Last weekend I was visiting my family in the Philly area, and decided to attend OutFest while I was in town. As any attendee can attest, in at least three distinct areas, hate-filled garbage spewed out of the mouths of people claiming to have a firmer grasp of interpreting the Bible than the rest of us.

And OutFest volunteers festooned with official T-shirts protected them and encouraged attendees to keep on walking — essentially to ignore the onslaught of hurtful, damaging words being thrust at us through megaphones. Never mind that there were young people in attendance, or people who were attending their first Pride event after coming out of the closet or pioneers who have fought long enough not to have to deal with such nonsense on a day and in a place we’ve legally reserved and created to be safe.

I approached several of those who had booths near these low-lifes, and commiserated with them for having come to the festival to celebrate, but instead had to suffer through the day. And I engaged one young man who was handing out antigay flyers, pointing out that God’s love was everywhere but where he and his cohorts were staking out their territory. He seemed to agree with me, and almost appeared ready to put down his weapons and join in the festivities.

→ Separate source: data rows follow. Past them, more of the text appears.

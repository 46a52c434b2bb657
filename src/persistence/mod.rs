pub mod memory;
pub mod model;
#[cfg(feature = "distributed")]
pub mod redis;
pub mod traits;

pub use memory::{MemoryStore, StoreStats};
pub use model::LoadStatus;
#[cfg(feature = "distributed")]
pub use redis::RedisStore;
pub use traits::KvStore;
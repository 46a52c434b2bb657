use std::{path::Path, time::Duration};

use anyhow::Context;
use serde::{Deserialize, Serialize};

use crate::common::error::{LscError, Result};

/// 轮询节奏模式
#[derive(Debug, Clone, Copy, PartialEq, Eq, Serialize, Deserialize)]
#[serde(rename_all = "snake_case")]
pub enum PollMode {
    /// 固定间隔
    ///
    /// - 每轮都等待 `min_interval_ms`。
    /// - 适用场景: 测试环境，或 Evaluator 响应时间非常稳定。
    Fixed,

    /// 指数退避 (默认)
    ///
    /// - 连续读到 `queued`/`running` 时，等待时间从 `min_interval_ms` 翻倍增长到 `max_interval_ms`。
    /// - 适用场景: 大量主机并发等待时降低 Store 的 QPS。
    Backoff,
}

// ==========================================
// 1. 轮询配置 (PollConfig)
// ==========================================
/// 状态轮询节奏配置
#[derive(Debug, Clone, Serialize, Deserialize)]
#[serde(default)]
pub struct PollConfig {
    /// 轮询模式
    pub mode: PollMode,

    /// 最小轮询间隔 (毫秒)
    ///
    /// - 默认值: 500
    pub min_interval_ms: u64,

    /// 最大轮询间隔 (毫秒，仅 Backoff 模式有效)
    ///
    /// - 默认值: 5000
    pub max_interval_ms: u64,

    /// 是否开启随机抖动
    ///
    /// - 说明: 避免成百上千个主机任务在同一时刻读 Store (惊群效应)。
    pub jitter: bool,
}

impl Default for PollConfig {
    fn default() -> Self {
        Self {
            mode: PollMode::Backoff,
            min_interval_ms: 500,
            max_interval_ms: 5000,
            jitter: true,
        }
    }
}

// ==========================================
// 2. 策略配置 (PolicyConfig)
// ==========================================
/// 超时、重试与清理策略
#[derive(Debug, Clone, Serialize, Deserialize)]
#[serde(default)]
pub struct PolicyConfig {
    /// `run` 的默认总超时 (秒)
    ///
    /// - 默认值: 300
    /// - 说明: 从发布请求开始计时，超过后返回 TimedOut，Store 记录保持原样。
    pub timeout_secs: u64,

    /// 单次 Store 操作超时 (毫秒)
    ///
    /// - 默认值: 2000
    /// - 说明: 实际生效值为 `min(本值, 距离截止时间的剩余时间)`。
    pub store_op_timeout_ms: u64,

    /// Store 暂时性故障的退避基准 (毫秒)
    pub store_retry_base_ms: u64,

    /// Store 暂时性故障的退避上限 (毫秒)
    pub store_retry_max_ms: u64,

    /// 观察到终态后是否删除 Store 记录
    ///
    /// - 默认值: false (保留记录，由 Evaluator 负责过期清理)
    /// - 说明: 超时或取消时永远不会删除，因为 Evaluator 可能仍在处理。
    pub delete_on_terminal: bool,
}

impl Default for PolicyConfig {
    fn default() -> Self {
        Self {
            timeout_secs: 300,
            store_op_timeout_ms: 2000,
            store_retry_base_ms: 100,
            store_retry_max_ms: 2000,
            delete_on_terminal: false,
        }
    }
}

impl PolicyConfig {
    pub fn timeout(&self) -> Duration {
        Duration::from_secs(self.timeout_secs)
    }

    pub fn store_op_timeout(&self) -> Duration {
        Duration::from_millis(self.store_op_timeout_ms)
    }
}

// ==========================================
// 3. 存储配置 (StoreConfig)
// ==========================================
/// 共享存储相关配置
#[derive(Debug, Clone, Default, Serialize, Deserialize)]
#[serde(default)]
pub struct StoreConfig {
    /// Redis 地址 (仅 `distributed` feature 有效)
    ///
    /// e.g. "redis://127.0.0.1:6379/0"
    pub redis_url: Option<String>,

    /// 记录过期时间 (秒)
    ///
    /// - None: 永不过期 (默认)
    /// - Some(n): 发布请求时带 TTL，防止异常退出的扫描留下孤儿记录。
    pub record_ttl_secs: Option<u64>,
}

// ==========================================
// 4. 总配置入口 (LscConfig)
// ==========================================

/// LSC 交接层总配置
///
/// 使用分层结构组织配置项。支持 `serde` 序列化，可直接从 JSON 加载。
#[derive(Debug, Clone, Serialize, Deserialize)]
pub struct LscConfig {
    /// 命名空间 (Store Key 前缀)
    /// 默认: "lsc"
    #[serde(default = "default_namespace")]
    pub namespace: String,

    /// 轮询节奏
    #[serde(default)]
    pub poll: PollConfig,

    /// 超时与重试
    #[serde(default)]
    pub policy: PolicyConfig,

    /// 存储
    #[serde(default)]
    pub store: StoreConfig,
}

fn default_namespace() -> String {
    "lsc".to_string()
}

impl Default for LscConfig {
    fn default() -> Self {
        Self {
            namespace: default_namespace(),
            poll: PollConfig::default(),
            policy: PolicyConfig::default(),
            store: StoreConfig::default(),
        }
    }
}

impl LscConfig {
    /// 快速创建一个开发环境配置
    pub fn new_dev() -> Self {
        let mut cfg = Self::default();
        // 开发环境下轮询快一点，方便调试
        cfg.poll.mode = PollMode::Fixed;
        cfg.poll.min_interval_ms = 20;
        cfg.poll.max_interval_ms = 200;
        cfg.poll.jitter = false;
        cfg.policy.timeout_secs = 10;
        cfg
    }

    /// 从 JSON 文本加载并校验
    pub fn from_json_str(raw: &str) -> Result<Self> {
        let cfg: Self = serde_json::from_str(raw)?;
        cfg.validate()?;
        Ok(cfg)
    }

    /// 从 JSON 文件加载并校验
    pub fn from_file(path: impl AsRef<Path>) -> anyhow::Result<Self> {
        let path = path.as_ref();
        let raw = std::fs::read_to_string(path)
            .with_context(|| format!("reading LSC config from {}", path.display()))?;
        let cfg = Self::from_json_str(&raw)
            .with_context(|| format!("parsing LSC config from {}", path.display()))?;
        Ok(cfg)
    }

    /// 校验配置项之间的逻辑关系
    pub fn validate(&self) -> Result<()> {
        if self.namespace.trim().is_empty() {
            return Err(LscError::Config("namespace cannot be empty".into()));
        }
        // 命名空间与 Key 的分隔符冲突会导致 Key 歧义
        if self.namespace.contains(':') {
            return Err(LscError::Config(format!(
                "namespace '{}' must not contain ':'",
                self.namespace
            )));
        }
        if self.poll.min_interval_ms == 0 {
            return Err(LscError::Config("poll.min_interval_ms must be > 0".into()));
        }
        if self.poll.max_interval_ms < self.poll.min_interval_ms {
            return Err(LscError::Config(format!(
                "poll.max_interval_ms ({}) is lower than poll.min_interval_ms ({})",
                self.poll.max_interval_ms, self.poll.min_interval_ms
            )));
        }
        if self.policy.store_op_timeout_ms == 0 {
            return Err(LscError::Config(
                "policy.store_op_timeout_ms must be > 0".into(),
            ));
        }
        if self.policy.store_retry_max_ms < self.policy.store_retry_base_ms {
            return Err(LscError::Config(
                "policy.store_retry_max_ms is lower than policy.store_retry_base_ms".into(),
            ));
        }
        // Redis 拒绝 `SET EX 0`，每次发布都会失败
        if self.store.record_ttl_secs == Some(0) {
            return Err(LscError::Config(
                "store.record_ttl_secs must be > 0 when set".into(),
            ));
        }
        Ok(())
    }
}

#[cfg(test)]
mod tests {
    use super::*;

    #[test]
    fn defaults_are_valid() {
        let cfg = LscConfig::default();
        assert_eq!(cfg.namespace, "lsc");
        assert_eq!(cfg.poll.mode, PollMode::Backoff);
        assert!(!cfg.policy.delete_on_terminal);
        cfg.validate().unwrap();
        LscConfig::new_dev().validate().unwrap();
    }

    #[test]
    fn partial_json_falls_back_to_defaults() {
        let cfg = LscConfig::from_json_str(
            r#"{"namespace":"notus","poll":{"mode":"fixed","min_interval_ms":50}}"#,
        )
        .unwrap();
        assert_eq!(cfg.namespace, "notus");
        assert_eq!(cfg.poll.mode, PollMode::Fixed);
        assert_eq!(cfg.poll.min_interval_ms, 50);
        assert_eq!(cfg.poll.max_interval_ms, 5000);
        assert_eq!(cfg.policy.timeout_secs, 300);
    }

    #[test]
    fn rejects_inconsistent_values() {
        let mut cfg = LscConfig::default();
        cfg.poll.min_interval_ms = 0;
        assert!(matches!(cfg.validate(), Err(LscError::Config(_))));

        let mut cfg = LscConfig::default();
        cfg.namespace = "a:b".into();
        assert!(matches!(cfg.validate(), Err(LscError::Config(_))));

        let mut cfg = LscConfig::default();
        cfg.store.record_ttl_secs = Some(0);
        assert!(matches!(cfg.validate(), Err(LscError::Config(_))));
        cfg.store.record_ttl_secs = Some(3600);
        assert!(cfg.validate().is_ok());

        let err = LscConfig::from_json_str(r#"{"poll":{"min_interval_ms":900,"max_interval_ms":100}}"#)
            .unwrap_err();
        assert!(matches!(err, LscError::Config(_)));
    }

    #[test]
    fn loads_from_file() {
        let dir = tempfile::tempdir().unwrap();
        let path = dir.path().join("lsc.json");
        std::fs::write(&path, r#"{"policy":{"timeout_secs":42,"delete_on_terminal":true}}"#)
            .unwrap();

        let cfg = LscConfig::from_file(&path).unwrap();
        assert_eq!(cfg.policy.timeout(), Duration::from_secs(42));
        assert!(cfg.policy.delete_on_terminal);

        assert!(LscConfig::from_file(dir.path().join("missing.json")).is_err());
    }
}
// 1. 基础模块
pub mod common;

// 2. 存储与等待策略
pub mod persistence;
pub mod policy;

// 3. LSC 记录编解码
pub mod lsc;

// 4. 编排器核心
pub mod orchestrator;

pub use common::{
    FailureReason, Finding, JobKey, JobRequest, JobStatus, LscConfig, LscError, PackageList,
    Result, RunOutcome, StatusReport,
};
pub use lsc::{encode_request, read_status};
pub use orchestrator::{LscOrchestrator, OrchestratorBuilder};
pub use persistence::{KvStore, MemoryStore};
use crate::{
    common::{JobKey, JobRequest, LscError, RunOutcome, StatusReport},
    orchestrator::context::OrchestratorContext,
};
use async_trait::async_trait;

/// 编排器插件/钩子接口
///
/// 用户可以通过实现此 Trait 来介入每个任务的生命周期。
/// 常见用途：
/// - 自定义日志/监控 (Metrics)
/// - 把命中结果转发给报告模块
/// - 错误报警 (Alerting)
///
/// 钩子在任务所在的协程里同步执行，不要在里面做长时间阻塞。
#[async_trait]
pub trait OrchestratorPlugin: Send + Sync + 'static {
    /// 请求已成功写入 Store
    async fn on_publish(&self, _ctx: &OrchestratorContext, _request: &JobRequest) {}

    /// 每次读取并分类状态记录后调用
    async fn on_poll(&self, _ctx: &OrchestratorContext, _key: &JobKey, _report: &StatusReport) {}

    /// Store 暂时性故障，即将退避重试
    async fn on_store_retry(&self, _ctx: &OrchestratorContext, _key: &JobKey, _error: &LscError) {}

    /// 任务得出最终结论 (Done / TimedOut / Failed)
    async fn on_finish(&self, _ctx: &OrchestratorContext, _key: &JobKey, _outcome: &RunOutcome) {}
}

// ==========================================
// 默认的空插件 (No-Op)
// ==========================================

pub struct NoOpPlugin;

#[async_trait]
impl OrchestratorPlugin for NoOpPlugin {}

I’m all for free speech, but I’m also for safe space. And in my opinion, safe space trumps hate speech aimed at dismantling our safe space. If there really is no legal way to discourage them from crashing our party, then I recommend surrounding and isolating them — visually and audibly — with sets of closet doors held up by those same volunteers who just shrugged their shoulders with “what can we do?” passivity.

These zealots who scream Bible verses at you do not care about you, your health, your happiness or your families. They just want you to feel shame. Their mission is deadly. We cannot let them succeed.